Here's part of my frustration: I'm 26 years old and live in the University District. I don't go to University, but everyone around me does, or just recently graduated. I am so tired of hearing about the college lifestyle that I could just puke. I'm a social drinker, but not into weed as apparently everyone around me is. I don't want to go to keggers, let alone throw them, and I don't give a good God Damn about the GRE or grad school applications or who was dating who last quarter at Reed or UW or wherever. Seriously, there's a whole world out there that I'd like to explore, and it doesn't involve the collegiate system.

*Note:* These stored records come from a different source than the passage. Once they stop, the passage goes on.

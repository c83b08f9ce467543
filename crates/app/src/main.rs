use std::fmt;
use std::path::{Path, PathBuf};

use quiz_core::model::{
    CategoryId, Difficulty, Profile, Question, QuestionType, QuizResult, QuizSettings, Submission,
    UserId,
};
use services::{Clock, QuizLoopService, QuizRequest, RunnerError, SessionError, SessionEvent};
use storage::repository::{Storage, StorageError};
use tokio::io::{AsyncBufReadExt, BufReader};
use tokio::sync::mpsc;
use tracing::{info, warn};
use tracing_subscriber::{EnvFilter, layer::SubscriberExt, util::SubscriberInitExt};
use uuid::Uuid;

//
// ─── ARGS ──────────────────────────────────────────────────────────────────────
//

#[derive(Debug)]
enum ArgsError {
    MissingValue { flag: &'static str },
    UnknownArg(String),
    InvalidUserId { raw: String },
    InvalidDbUrl { raw: String },
    InvalidDifficulty { raw: String },
    InvalidCategory { raw: String },
    InvalidCount { raw: String },
}

impl fmt::Display for ArgsError {
    fn fmt(&self, f: &mut fmt::Formatter<'_>) -> fmt::Result {
        match self {
            ArgsError::MissingValue { flag } => write!(f, "{flag} requires a value"),
            ArgsError::UnknownArg(arg) => write!(f, "unknown argument: {arg}"),
            ArgsError::InvalidUserId { raw } => {
                write!(f, "invalid --user value (expected UUID): {raw}")
            }
            ArgsError::InvalidDbUrl { raw } => write!(f, "invalid --db value: {raw}"),
            ArgsError::InvalidDifficulty { raw } => write!(
                f,
                "invalid --difficulty value (easy, medium, hard, expert): {raw}"
            ),
            ArgsError::InvalidCategory { raw } => write!(f, "invalid --category value: {raw}"),
            ArgsError::InvalidCount { raw } => {
                write!(f, "invalid --count value (expected a positive number): {raw}")
            }
        }
    }
}

impl std::error::Error for ArgsError {}

fn require_value(
    args: &mut impl Iterator<Item = String>,
    flag: &'static str,
) -> Result<String, ArgsError> {
    args.next().ok_or(ArgsError::MissingValue { flag })
}

#[derive(Debug, Clone, PartialEq, Eq)]
struct Args {
    db_url: String,
    user_id: Option<UserId>,
    request: QuizRequest,
}
use rand::Rng;
use rand::rng;
use rand::seq::SliceRandom;
use std::collections::HashSet;

use quiz_core::model::Question;

use crate::error::SessionError;

/// Picks the questions for a new session out of a candidate pool.
///
/// Candidates are shuffled uniformly, then the first `min(requested, pool)`
/// are kept. Duplicate ids in the pool are collapsed before shuffling.
#[derive(Debug, Clone, Copy, PartialEq, Eq)]
pub struct SessionBuilder {
    requested: u32,
}

impl SessionBuilder {
    #[must_use]
    pub fn new(requested_count: u32) -> Self {
        Self {
            requested: requested_count,
        }
    }

    #[must_use]
    pub fn requested(&self) -> u32 {
        self.requested
    }

    /// Build the ordered question list using the thread-local RNG.
    ///
    /// # Errors
    ///
    /// Returns `SessionError::InvalidQuestionCount` for a zero count and
    /// `SessionError::NoQuestionsAvailable` for an empty pool.
    pub fn build(self, candidates: Vec<Question>) -> Result<Vec<Question>, SessionError> {
        let mut rng = rng();
        self.build_with_rng(candidates, &mut rng)
    }

    /// Same as [`SessionBuilder::build`] with a caller-supplied RNG.
    ///
    /// # Errors
    ///
    /// See [`SessionBuilder::build`].
    pub fn build_with_rng<R: Rng + ?Sized>(
        self,
        candidates: Vec<Question>,
        rng: &mut R,
    ) -> Result<Vec<Question>, SessionError> {
        if self.requested == 0 {
            return Err(SessionError::InvalidQuestionCount);
        }

        let mut seen = HashSet::with_capacity(candidates.len());
        let mut pool: Vec<Question> = candidates
            .into_iter()
            .filter(|q| seen.insert(q.id()))
            .collect();
        if pool.is_empty() {
            return Err(SessionError::NoQuestionsAvailable);
        }

        pool.as_mut_slice().shuffle(rng);
        let take = usize::try_from(self.requested).unwrap_or(usize::MAX);
        pool.truncate(take);
        pool.shrink_to_fit();
        Ok(pool)
    }
}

But moving out of the U-District isn't in the cards right now, and I haven't figured out how to meet people outside of it. I've been looking for some organizations to volunteer for, but haven't found anything solid or exciting. Plus, time is an issue... I work on the Eastside, so commuting sucks up a lot of my time, and I don't own a car so I'm a slave to the public transit system. I don't have a MySpace account, haven't had very good luck with Craigslist, and have to imagine from my limited experience with Facebook that online social networking doesn't work well for meeting local people. Or maybe I'm doing it wrong.
Thing is, I've got friends. But they're all long-distance, met back home or maybe people who have moved to other areas. Or people I only know online, like you crazy people. But I need some interesting people around here to have a drink with, maybe dinner ... hang out, talk about stuff, maybe actually do stuff of a creative nature. Chilling with my roommates only goes so far, and having a local social circle is one of those things that leads to actual dating. With women and everything. And that'd be nice, too.

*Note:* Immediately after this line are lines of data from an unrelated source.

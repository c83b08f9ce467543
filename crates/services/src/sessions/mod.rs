mod builder;
mod progress;
mod runner;
mod session;
mod timer;
mod workflow;

// Public API of the session subsystem.
pub use crate::error::{RunnerError, SessionError};
pub use builder::SessionBuilder;
pub use progress::SessionProgress;
pub use runner::{SessionEvent, SessionHandle, SessionSnapshot, spawn_session};
pub use session::{QuizSession, RecordedAnswer, SessionPhase, TickOutcome};
pub use timer::{QuestionTimer, TimerEvent, TimerState};
pub use workflow::{QuizLoopService, QuizRequest, SessionAnswerResult};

I'd imagine this sort of thing is common... transitional stages in life, and at some point one would feel almost too old to pick up the pieces and move on. I guess that's where I'm at, and I'd be grateful for any advice you can spare. Help me, oh wondrous GWJ community, figure out how to make friends and influence people.

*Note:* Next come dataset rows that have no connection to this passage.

use chrono::{DateTime, Utc};
use tracing::debug;

use quiz_core::Clock;
use quiz_core::evaluator::evaluate;
use quiz_core::model::{Answer, Question, QuestionId, QuizResult, SessionId, Submission, UserId};

use super::progress::SessionProgress;
use super::timer::{QuestionTimer, TimerEvent};
use crate::error::SessionError;

//
// ─── OUTCOMES ──────────────────────────────────────────────────────────────────
//

#[derive(Debug, Clone, Copy, PartialEq, Eq)]
pub enum SessionPhase {
    InProgress,
    Completed,
    Abandoned,
}

/// One answer as it was written into its slot.
#[derive(Debug, Clone, PartialEq, Eq)]
pub struct RecordedAnswer {
    pub slot: usize,
    pub question_id: QuestionId,
    pub answer: Answer,
    pub is_complete: bool,
}

/// What a one-second tick did to the session.
#[derive(Debug, Clone, PartialEq, Eq)]
pub enum TickOutcome {
    Counting { slot: usize, remaining: u32 },
    TimedOut(RecordedAnswer),
    Idle,
}

//
// ─── SESSION ───────────────────────────────────────────────────────────────────
//

/// A running quiz: ordered questions, one answer slot each, and a countdown
/// for the active question.
///
/// The number of filled slots always equals the index of the active question.
/// Each slot is written at most once, either by an answer or by a timeout,
/// and never changes afterwards.
#[derive(Debug, Clone)]
pub struct QuizSession {
    id: SessionId,
    user_id: UserId,
    clock: Clock,
    questions: Vec<Question>,
    answers: Vec<Option<Answer>>,
    current: usize,
    timer: QuestionTimer,
    phase: SessionPhase,
    started_at: DateTime<Utc>,
    completed_at: Option<DateTime<Utc>>,
    result: Option<QuizResult>,
    persisted_id: Option<i64>,
}

impl QuizSession {
    /// Start a session over an already-built question list.
    ///
    /// The first question's countdown starts immediately.
    ///
    /// # Errors
    ///
    /// Returns `SessionError::NoQuestionsAvailable` if `questions` is empty.
    pub fn new(
        user_id: UserId,
        questions: Vec<Question>,
        clock: Clock,
    ) -> Result<Self, SessionError> {
        let Some(first) = questions.first() else {
            return Err(SessionError::NoQuestionsAvailable);
        };
        let timer = QuestionTimer::start(first.time_limit());

        Ok(Self {
            id: SessionId::generate(),
            user_id,
            clock,
            answers: vec![None; questions.len()],
            questions,
            current: 0,
            timer,
            phase: SessionPhase::InProgress,
            started_at: clock.now(),
            completed_at: None,
            result: None,
            persisted_id: None,
        })
    }

    #[must_use]
    pub fn id(&self) -> SessionId {
        self.id
    }

    #[must_use]
    pub fn user_id(&self) -> UserId {
        self.user_id
    }

    #[must_use]
    pub fn phase(&self) -> SessionPhase {
        self.phase
    }

    #[must_use]
    pub fn started_at(&self) -> DateTime<Utc> {
        self.started_at
    }

    #[must_use]
    pub fn completed_at(&self) -> Option<DateTime<Utc>> {
        self.completed_at
    }

    #[must_use]
    pub fn questions(&self) -> &[Question] {
        &self.questions
    }

    /// Answer slots in question order; `None` for slots not reached yet.
    #[must_use]
    pub fn answers(&self) -> &[Option<Answer>] {
        &self.answers
    }

    #[must_use]
    pub fn total_questions(&self) -> usize {
        self.questions.len()
    }

    #[must_use]
    pub fn current_index(&self) -> usize {
        self.current
    }

    #[must_use]
    pub fn answered_count(&self) -> usize {
        self.answers.iter().filter(|a| a.is_some()).count()
    }

    #[must_use]
    pub fn current_question(&self) -> Option<&Question> {
        match self.phase {
            SessionPhase::InProgress => self.questions.get(self.current),
            SessionPhase::Completed | SessionPhase::Abandoned => None,
        }
    }

    /// Seconds left on the active question's countdown.
    #[must_use]
    pub fn remaining_secs(&self) -> Option<u32> {
        self.current_question().map(|_| self.timer.remaining())
    }

    #[must_use]
    pub fn is_in_progress(&self) -> bool {
        self.phase == SessionPhase::InProgress
    }

    #[must_use]
    pub fn is_complete(&self) -> bool {
        self.phase == SessionPhase::Completed
    }

    #[must_use]
    pub fn result(&self) -> Option<&QuizResult> {
        self.result.as_ref()
    }

    /// Row id assigned by the result persister, once saved.
    #[must_use]
    pub fn persisted_id(&self) -> Option<i64> {
        self.persisted_id
    }

    pub(crate) fn set_persisted_id(&mut self, id: i64) {
        self.persisted_id = Some(id);
    }

    #[must_use]
    pub fn progress(&self) -> SessionProgress {
        let answered = self.answered_count();
        SessionProgress {
            total: self.questions.len(),
            answered,
            remaining: self.questions.len().saturating_sub(answered),
            is_complete: self.is_complete(),
        }
    }

    /// Record the player's answer for `slot`.
    ///
    /// `slot` must be the active question; this is what makes a late answer
    /// lose against a timeout that already filled the slot.
    ///
    /// # Errors
    ///
    /// Returns `SessionError::SessionAlreadyCompleted` or `Abandoned` when the
    /// session is over, `AlreadyAnswered` for a slot that was already filled,
    /// and `SlotNotActive` for a slot not reached yet. Nothing changes on error.
    pub fn submit_answer(
        &mut self,
        slot: usize,
        submission: Submission,
    ) -> Result<RecordedAnswer, SessionError> {
        self.ensure_active(slot)?;
        let is_correct = evaluate(&self.questions[slot], &submission);
        let time_taken = self.timer.stop();
        self.record(slot, Answer::new(submission, is_correct, time_taken))
    }

    /// Answer the active question, whichever it is.
    ///
    /// # Errors
    ///
    /// See [`QuizSession::submit_answer`].
    pub fn submit_current(
        &mut self,
        submission: Submission,
    ) -> Result<RecordedAnswer, SessionError> {
        self.submit_answer(self.current, submission)
    }

    /// Fill `slot` with the unanswered sentinel after its countdown ran out.
    ///
    /// # Errors
    ///
    /// Same as [`QuizSession::submit_answer`]. A timeout for a slot the player
    /// already answered is rejected with `AlreadyAnswered`.
    pub fn on_timeout(&mut self, slot: usize) -> Result<RecordedAnswer, SessionError> {
        self.ensure_active(slot)?;
        self.timer.cancel();
        let time_limit = self.questions[slot].time_limit();
        self.record(slot, Answer::timed_out(time_limit))
    }

    /// Advance the active countdown by one second, timing out the question
    /// when it reaches zero.
    ///
    /// # Errors
    ///
    /// Returns `SessionAlreadyCompleted` or `Abandoned` when the session is over.
    pub fn tick(&mut self) -> Result<TickOutcome, SessionError> {
        self.ensure_in_progress()?;
        match self.timer.tick() {
            TimerEvent::Tick { remaining } => Ok(TickOutcome::Counting {
                slot: self.current,
                remaining,
            }),
            TimerEvent::Expired => self.on_timeout(self.current).map(TickOutcome::TimedOut),
            TimerEvent::Idle => Ok(TickOutcome::Idle),
        }
    }

    /// Stop the session without producing a result.
    ///
    /// # Errors
    ///
    /// Returns `SessionAlreadyCompleted` for a finished session and `Abandoned`
    /// if it was already abandoned.
    pub fn abandon(&mut self) -> Result<(), SessionError> {
        self.ensure_in_progress()?;
        self.timer.cancel();
        self.phase = SessionPhase::Abandoned;
        debug!(session_id = %self.id, answered = self.current, "session abandoned");
        Ok(())
    }

    fn ensure_in_progress(&self) -> Result<(), SessionError> {
        match self.phase {
            SessionPhase::InProgress => Ok(()),
            SessionPhase::Completed => Err(SessionError::SessionAlreadyCompleted),
            SessionPhase::Abandoned => Err(SessionError::Abandoned),
        }
    }

    fn ensure_active(&self, slot: usize) -> Result<(), SessionError> {
        self.ensure_in_progress()?;
        if slot < self.current {
            return Err(SessionError::AlreadyAnswered { slot });
        }
        if slot > self.current {
            return Err(SessionError::SlotNotActive { slot });
        }
        Ok(())
    }

    fn record(&mut self, slot: usize, answer: Answer) -> Result<RecordedAnswer, SessionError> {
        let next = slot + 1;
        if next == self.questions.len() {
            // Build the result before touching any state so a failure leaves
            // the session exactly as it was.
            let completed_at = self.clock.now().max(self.started_at);
            let answers = self.answers[..slot]
                .iter()
                .flatten()
                .cloned()
                .chain(std::iter::once(answer.clone()))
                .collect();
            let result = QuizResult::from_answers(
                self.id,
                self.started_at,
                completed_at,
                self.questions.clone(),
                answers,
            )?;
            self.result = Some(result);
            self.completed_at = Some(completed_at);
            self.phase = SessionPhase::Completed;
        } else {
            self.timer.reset(self.questions[next].time_limit());
        }

        let question_id = self.questions[slot].id();
        self.answers[slot] = Some(answer.clone());
        self.current = next;

        debug!(
            session_id = %self.id,
            slot,
            question_id = %question_id,
            is_correct = answer.is_correct(),
            time_taken = answer.time_taken(),
            "answer recorded"
        );

        Ok(RecordedAnswer {
            slot,
            question_id,
            answer,
            is_complete: self.is_complete(),
        })
    }

    #[cfg(test)]
    pub(crate) fn clock_mut(&mut self) -> &mut Clock {
        &mut self.clock
    }
}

And bring on the DDT jokes.
"Even though that place should only be fifteen or twenty minutes away geographically, in actual practice - between the hours of four and seven - Redmond might as well orbit the Earth." - Tycho, Penny Arcade



My wife and I have been going through the exact same thing and we just came to the conclusion that sometimes your lifestyle just does not allow for new people. You got everything planned out, you got your routines, you need to sleep three hours a week, and meeting new people takes time and energy.
Her new friends come from work, and I haven't made a new local friend since my freshman year in college.
I'm not saying this to depress you or your efforts. I'm just saying that sometimes forcing it can make you feel even worse since it usually takes a significant lifestyle change to meet new people.
Letters to the Internet
What about an active hobby that you enjoy that requires socialization. I could suggest a bunch of hobbies, but I recommend one you can get involved in and have a common ground with other people. In Austin Mountain Biking is really common hobby. I've met some pretty cool people doing RC Cars. Also we have good independent film group in Austin lots of potential here for that. My point is some cities are better for certain hobbies, and have a community that you could try to get involved in.
Zune Account
Xbox Live
"Get involved."
Consider volunteering. That's how I got involved with the Iron Rail (A 100% volunteer run local anarchist bookstore/library) and the local books to prisoners group. Seattle has a huge B2P program.
Or you could just move to New Orleans. A surprising number of people I run into down here are from Seattle, and they don't speak fondly of its "scenes and cliqueyness".
Barring, that, what do you like? I'll ask a few of them if they have any ideas.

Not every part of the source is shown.